Steam Locomotives of a More Leisurely Era
1903 – ‘De Glehn’ Compounds
Great Western Railway
Churchward wished to give compounding a thorough trial against his own simple propulsion engines, and instead of adapting one of his own design, as most other engineers had done, he ordered a replica modified to GWR loading gauge, etc., of the ‘Atlantic’ type which had already proved itself so successful on the Nord Railway of France. It had two outside high-pressure cylinders, driving the rear-coupled axle, and two inside low-pressure cylinders on the leading axle. It could be worked as a simple if desired by admitting live steam direct to all four cylinders.

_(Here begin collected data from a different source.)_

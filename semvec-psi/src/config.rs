//! Configuration types for predication training.
//!
//! [`PsiConfig`] is the single configuration object of a run. It is
//! serializable to and from YAML, every field has a default, and nested
//! sections group the term filter and the output location:
//! - [`FilterConfig`]: vocabulary admission thresholds and stopwords
//! - [`OutputConfig`]: where and how vector stores are persisted
//!
//! ```yaml
//! vector_type: real
//! dimension: 200
//! seed_length: 10
//! seed: 42
//! elemental_method: random
//! term_weight: idf
//! filter:
//!   min_frequency: 2
//!   max_nonalphabet_chars: 0
//!   stopwords: [the, a, of]
//! output:
//!   directory: vectors
//!   format: json
//! ```

use std::collections::BTreeSet;
use std::path::{Path, PathBuf};

use semvec_vsa::{ElementalConfig, VectorKind};
use serde::{Deserialize, Serialize};

use crate::error::{PsiError, Result};

/// How elemental vectors are seeded.
#[derive(Debug, Clone, Copy, PartialEq, Eq, Default, Serialize, Deserialize)]
#[serde(rename_all = "snake_case")]
pub enum ElementalMethod {
    /// One seeded stream consumed in term-creation order.
    #[default]
    Random,
    /// A per-term seed derived from the base seed and the term text, so a
    /// term's vector does not depend on which other terms exist.
    ContentHash,
}

/// Global term weighting scheme.
#[derive(Debug, Clone, Copy, PartialEq, Eq, Default, Serialize, Deserialize)]
#[serde(rename_all = "snake_case")]
pub enum TermWeight {
    /// Every term weighs 1.0.
    #[default]
    None,
    /// `log10(N / df)`.
    Idf,
    /// `1 + sum(p * ln p) / ln N` over the documents containing the term.
    LogEntropy,
}

/// On-disk vector store layout.
#[derive(Debug, Clone, Copy, PartialEq, Eq, Default, Serialize, Deserialize)]
#[serde(rename_all = "lowercase")]
pub enum StoreFormat {
    /// Versioned JSON document.
    #[default]
    Json,
    /// Header line followed by `term|c0|c1|...` lines.
    Text,
}

impl StoreFormat {
    /// File extension for this format.
    #[must_use]
    pub const fn extension(self) -> &'static str {
        match self {
            StoreFormat::Json => "json",
            StoreFormat::Text => "txt",
        }
    }
}

/// Vocabulary admission thresholds.
#[derive(Debug, Clone, PartialEq, Eq, Serialize, Deserialize)]
#[serde(default)]
pub struct FilterConfig {
    /// Minimum total corpus frequency of an argument term.
    pub min_frequency: u64,

    /// Maximum total corpus frequency of an argument term.
    pub max_frequency: u64,

    /// Maximum number of non-letter characters in an argument term.
    pub max_nonalphabet_chars: usize,

    /// Minimum argument term length in characters.
    pub min_term_length: usize,

    /// Terms that are never admitted, in any field.
    pub stopwords: Vec<String>,

    /// Optional file with one stopword per line.
    pub stopword_file: Option<PathBuf>,
}

impl Default for FilterConfig {
    fn default() -> Self {
        Self {
            min_frequency: 0,
            max_frequency: u64::MAX,
            max_nonalphabet_chars: 0,
            min_term_length: 0,
            stopwords: Vec::new(),
            stopword_file: None,
        }
    }
}

impl FilterConfig {
    /// Set the frequency window.
    #[must_use]
    pub const fn with_frequency_range(mut self, min: u64, max: u64) -> Self {
        self.min_frequency = min;
        self.max_frequency = max;
        self
    }

    /// Set the non-alphabetic character cap.
    #[must_use]
    pub const fn with_max_nonalphabet_chars(mut self, max: usize) -> Self {
        self.max_nonalphabet_chars = max;
        self
    }

    /// Set the minimum term length.
    #[must_use]
    pub const fn with_min_term_length(mut self, min: usize) -> Self {
        self.min_term_length = min;
        self
    }

    /// Replace the stopword list.
    #[must_use]
    pub fn with_stopwords<I, S>(mut self, stopwords: I) -> Self
    where
        I: IntoIterator<Item = S>,
        S: Into<String>,
    {
        self.stopwords = stopwords.into_iter().map(Into::into).collect();
        self
    }

    /// Merge the inline stopwords with those of `stopword_file`.
    ///
    /// Blank lines in the file are ignored and entries are trimmed.
    ///
    /// # Errors
    ///
    /// Returns an error if the stopword file cannot be read.
    pub fn resolve_stopwords(&self) -> Result<BTreeSet<String>> {
        let mut words: BTreeSet<String> = self.stopwords.iter().cloned().collect();
        if let Some(path) = &self.stopword_file {
            let content = std::fs::read_to_string(path)?;
            words.extend(
                content
                    .lines()
                    .map(str::trim)
                    .filter(|l| !l.is_empty())
                    .map(String::from),
            );
        }
        Ok(words)
    }
}

/// Where and how the trained stores are written.
#[derive(Debug, Clone, PartialEq, Eq, Serialize, Deserialize)]
#[serde(default)]
pub struct OutputConfig {
    /// Output directory.
    pub directory: PathBuf,

    /// File-name prefix applied to both stores.
    pub prefix: String,

    /// Name of the elemental store.
    pub elemental_name: String,

    /// Name of the semantic store.
    pub semantic_name: String,

    /// File layout.
    pub format: StoreFormat,
}

impl Default for OutputConfig {
    fn default() -> Self {
        Self {
            directory: PathBuf::from("."),
            prefix: "tok".to_string(),
            elemental_name: "elementalvectors".to_string(),
            semantic_name: "semanticvectors".to_string(),
            format: StoreFormat::Json,
        }
    }
}

impl OutputConfig {
    /// Set the output directory.
    #[must_use]
    pub fn with_directory(mut self, directory: impl Into<PathBuf>) -> Self {
        self.directory = directory.into();
        self
    }

    /// Set the file format.
    #[must_use]
    pub const fn with_format(mut self, format: StoreFormat) -> Self {
        self.format = format;
        self
    }

    /// Full path of the store called `name`.
    #[must_use]
    pub fn path_for(&self, name: &str) -> PathBuf {
        self.directory
            .join(format!("{}{}.{}", self.prefix, name, self.format.extension()))
    }
}

/// Complete configuration of a training run.
///
/// # Example
///
/// ```
/// use semvec_psi::{PsiConfig, TermWeight};
/// use semvec_vsa::VectorKind;
///
/// let config = PsiConfig::default()
///     .with_vector_type(VectorKind::Binary)
///     .with_dimension(4096)
///     .with_term_weight(TermWeight::Idf);
/// assert!(config.validate().is_ok());
/// ```
#[derive(Debug, Clone, PartialEq, Eq, Serialize, Deserialize)]
#[serde(default)]
pub struct PsiConfig {
    /// Vector representation, fixed for the whole run.
    pub vector_type: VectorKind,

    /// Vector dimension.
    pub dimension: usize,

    /// Non-zero entries in a real elemental vector.
    pub seed_length: usize,

    /// Base random seed.
    pub seed: u64,

    /// How elemental vectors are seeded.
    pub elemental_method: ElementalMethod,

    /// Global term weighting.
    pub term_weight: TermWeight,

    /// Vocabulary filter.
    pub filter: FilterConfig,

    /// Output location.
    pub output: OutputConfig,
}

impl Default for PsiConfig {
    fn default() -> Self {
        Self {
            vector_type: VectorKind::Real,
            dimension: 200,
            seed_length: 10,
            seed: 42,
            elemental_method: ElementalMethod::Random,
            term_weight: TermWeight::None,
            filter: FilterConfig::default(),
            output: OutputConfig::default(),
        }
    }
}

impl PsiConfig {
    /// Load configuration from a YAML file.
    ///
    /// # Errors
    ///
    /// Returns an error if the file cannot be read or parsed.
    pub fn from_file<P: AsRef<Path>>(path: P) -> Result<Self> {
        let content = std::fs::read_to_string(path)?;
        let config: Self = serde_yaml::from_str(&content)?;
        Ok(config)
    }

    /// Save configuration to a YAML file.
    ///
    /// # Errors
    ///
    /// Returns an error if the file cannot be written.
    pub fn to_file<P: AsRef<Path>>(&self, path: P) -> Result<()> {
        let content = serde_yaml::to_string(self)?;
        std::fs::write(path, content)?;
        Ok(())
    }

    /// Set the vector representation.
    #[must_use]
    pub const fn with_vector_type(mut self, kind: VectorKind) -> Self {
        self.vector_type = kind;
        self
    }

    /// Set the vector dimension.
    #[must_use]
    pub const fn with_dimension(mut self, dimension: usize) -> Self {
        self.dimension = dimension;
        self
    }

    /// Set the seed length.
    #[must_use]
    pub const fn with_seed_length(mut self, seed_length: usize) -> Self {
        self.seed_length = seed_length;
        self
    }

    /// Set the random seed.
    #[must_use]
    pub const fn with_seed(mut self, seed: u64) -> Self {
        self.seed = seed;
        self
    }

    /// Set the elemental seeding method.
    #[must_use]
    pub const fn with_elemental_method(mut self, method: ElementalMethod) -> Self {
        self.elemental_method = method;
        self
    }

    /// Set the term weighting.
    #[must_use]
    pub const fn with_term_weight(mut self, weight: TermWeight) -> Self {
        self.term_weight = weight;
        self
    }

    /// Replace the filter section.
    #[must_use]
    pub fn with_filter(mut self, filter: FilterConfig) -> Self {
        self.filter = filter;
        self
    }

    /// Replace the output section.
    #[must_use]
    pub fn with_output(mut self, output: OutputConfig) -> Self {
        self.output = output;
        self
    }

    /// Elemental generation parameters derived from this configuration.
    #[must_use]
    pub fn elemental_config(&self) -> ElementalConfig {
        ElementalConfig::new(self.vector_type, self.dimension).with_seed_length(self.seed_length)
    }

    /// Validate the configuration.
    ///
    /// # Errors
    ///
    /// Returns [`PsiError::InvalidConfig`] naming the first offending field.
    pub fn validate(&self) -> Result<()> {
        if self.dimension == 0 {
            return Err(PsiError::InvalidConfig("dimension must be > 0".into()));
        }

        if self.vector_type == VectorKind::Real {
            if self.seed_length == 0 {
                return Err(PsiError::InvalidConfig("seed_length must be > 0".into()));
            }
            if self.seed_length > self.dimension {
                return Err(PsiError::InvalidConfig(format!(
                    "seed_length ({}) must not exceed dimension ({})",
                    self.seed_length, self.dimension
                )));
            }
        }

        if self.filter.min_frequency > self.filter.max_frequency {
            return Err(PsiError::InvalidConfig(format!(
                "filter.min_frequency ({}) exceeds filter.max_frequency ({})",
                self.filter.min_frequency, self.filter.max_frequency
            )));
        }

        if self.output.elemental_name == self.output.semantic_name {
            return Err(PsiError::InvalidConfig(
                "output.elemental_name and output.semantic_name must differ".into(),
            ));
        }

        Ok(())
    }
}

#[cfg(test)]
mod tests {
    use super::*;

    #[test]
    fn test_defaults() {
        let config = PsiConfig::default();
        assert_eq!(config.vector_type, VectorKind::Real);
        assert_eq!(config.dimension, 200);
        assert_eq!(config.seed_length, 10);
        assert_eq!(config.filter.max_frequency, u64::MAX);
        assert_eq!(config.output.prefix, "tok");
        assert!(config.validate().is_ok());
    }

    #[test]
    fn test_yaml_round_trip() {
        let config = PsiConfig::default()
            .with_vector_type(VectorKind::Complex)
            .with_term_weight(TermWeight::LogEntropy)
            .with_filter(FilterConfig::default().with_stopwords(["the", "of"]));
        let yaml = serde_yaml::to_string(&config).unwrap();
        let restored: PsiConfig = serde_yaml::from_str(&yaml).unwrap();
        assert_eq!(config, restored);
    }

    #[test]
    fn test_partial_yaml_uses_defaults() {
        let yaml = "vector_type: binary\nterm_weight: idf\nfilter:\n  min_frequency: 3\n";
        let config: PsiConfig = serde_yaml::from_str(yaml).unwrap();
        assert_eq!(config.vector_type, VectorKind::Binary);
        assert_eq!(config.term_weight, TermWeight::Idf);
        assert_eq!(config.filter.min_frequency, 3);
        assert_eq!(config.filter.max_frequency, u64::MAX);
        assert_eq!(config.dimension, 200);
        assert_eq!(config.output.format, StoreFormat::Json);
    }

    #[test]
    fn test_validation() {
        assert!(PsiConfig::default().with_dimension(0).validate().is_err());
        assert!(PsiConfig::default().with_seed_length(0).validate().is_err());
        assert!(PsiConfig::default()
            .with_dimension(8)
            .with_seed_length(9)
            .validate()
            .is_err());
        // Seed length only constrains sparse real vectors.
        assert!(PsiConfig::default()
            .with_vector_type(VectorKind::Binary)
            .with_dimension(8)
            .with_seed_length(9)
            .validate()
            .is_ok());
        let filter = FilterConfig::default().with_frequency_range(5, 2);
        assert!(PsiConfig::default().with_filter(filter).validate().is_err());
    }

    #[test]
    fn test_output_path() {
        let output = OutputConfig::default()
            .with_directory("/tmp/vectors")
            .with_format(StoreFormat::Text);
        assert_eq!(
            output.path_for("semanticvectors"),
            PathBuf::from("/tmp/vectors/toksemanticvectors.txt")
        );
    }

    #[test]
    fn test_resolve_stopwords_merges_file() {
        let dir = tempfile::tempdir().unwrap();
        let path = dir.path().join("stop.txt");
        std::fs::write(&path, "the\n\n  and \n").unwrap();
        let filter = FilterConfig {
            stopwords: vec!["of".into()],
            stopword_file: Some(path),
            ..FilterConfig::default()
        };
        let words = filter.resolve_stopwords().unwrap();
        let expected: BTreeSet<String> = ["and", "of", "the"].iter().map(|s| (*s).to_string()).collect();
        assert_eq!(words, expected);
    }
}
//! Representation kinds.

use std::fmt;
use std::str::FromStr;

use serde::{Deserialize, Serialize};

use crate::error::VsaError;

/// The closed set of vector representations.
///
/// A kind is chosen once per run and never mixed: every vector created for
/// a store shares the same kind and dimension.
#[derive(Debug, Clone, Copy, PartialEq, Eq, Hash, Default, Serialize, Deserialize)]
#[serde(rename_all = "lowercase")]
pub enum VectorKind {
    /// Dense `f32` coordinates, bound by circular convolution.
    #[default]
    Real,
    /// Dense complex coordinates, bound by element-wise multiplication.
    Complex,
    /// Packed bits, bound by XOR, superposed by weighted voting.
    Binary,
}

impl VectorKind {
    /// Returns the lower-case name used in configuration files.
    #[must_use]
    pub fn name(&self) -> &'static str {
        match self {
            VectorKind::Real => "real",
            VectorKind::Complex => "complex",
            VectorKind::Binary => "binary",
        }
    }

    /// Returns the upper-case tag used in text-format store headers.
    #[must_use]
    pub fn header_tag(&self) -> &'static str {
        match self {
            VectorKind::Real => "REAL",
            VectorKind::Complex => "COMPLEX",
            VectorKind::Binary => "BINARY",
        }
    }
}

impl fmt::Display for VectorKind {
    fn fmt(&self, f: &mut fmt::Formatter<'_>) -> fmt::Result {
        f.write_str(self.name())
    }
}

impl FromStr for VectorKind {
    type Err = VsaError;

    fn from_str(s: &str) -> Result<Self, Self::Err> {
        match s.trim().to_ascii_lowercase().as_str() {
            "real" => Ok(VectorKind::Real),
            "complex" => Ok(VectorKind::Complex),
            "binary" => Ok(VectorKind::Binary),
            other => Err(VsaError::UnsupportedRepresentation {
                operation: "parse",
                kind: other.to_string(),
            }),
        }
    }
}

#[cfg(test)]
mod tests {
    use super::*;

    #[test]
    fn test_parse_is_case_insensitive() {
        assert_eq!("REAL".parse::<VectorKind>().unwrap(), VectorKind::Real);
        assert_eq!("Complex".parse::<VectorKind>().unwrap(), VectorKind::Complex);
        assert_eq!(" binary ".parse::<VectorKind>().unwrap(), VectorKind::Binary);
    }

    #[test]
    fn test_parse_unknown_kind() {
        let err = "permutation".parse::<VectorKind>().unwrap_err();
        assert!(matches!(err, VsaError::UnsupportedRepresentation { .. }));
    }

    #[test]
    fn test_header_tag_round_trips() {
        for kind in [VectorKind::Real, VectorKind::Complex, VectorKind::Binary] {
            assert_eq!(kind.header_tag().parse::<VectorKind>().unwrap(), kind);
        }
    }
}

It was built at Belfort, France, and was numbered and named 102 ‘La France’. Two additional and somewhat larger engines were obtained in 1905, Nos103 ‘President’ and 104 ‘Alliance’. These differed from No. 102 in having inside frames to the bogie wheels, ‘La France’ having had them outside. The boilers originally carried were of the parallel-domed type, but all three engines were subsequently modified with standard GWR domeless coned boilers with superheaters. The engines took their place along with standard GWR types on various main line duties, but finished their careers working from Oxford, mainly on stopping trains to Paddington. They were withdrawn between 1926 and 1928.
Driving wheels – 6’ 8½”, Cylinders (2HP) – 14 3/16”x 25 3/16”, (2LP) – 14 3/16”x 25⅝”, Pressure – 227 lb., Tractive effort – 27174 lb., Weight – 71 tons 14 cwt.
These dimensions apply to Nos. 103-4 as originally built. Those of No. 102 were slightly smaller.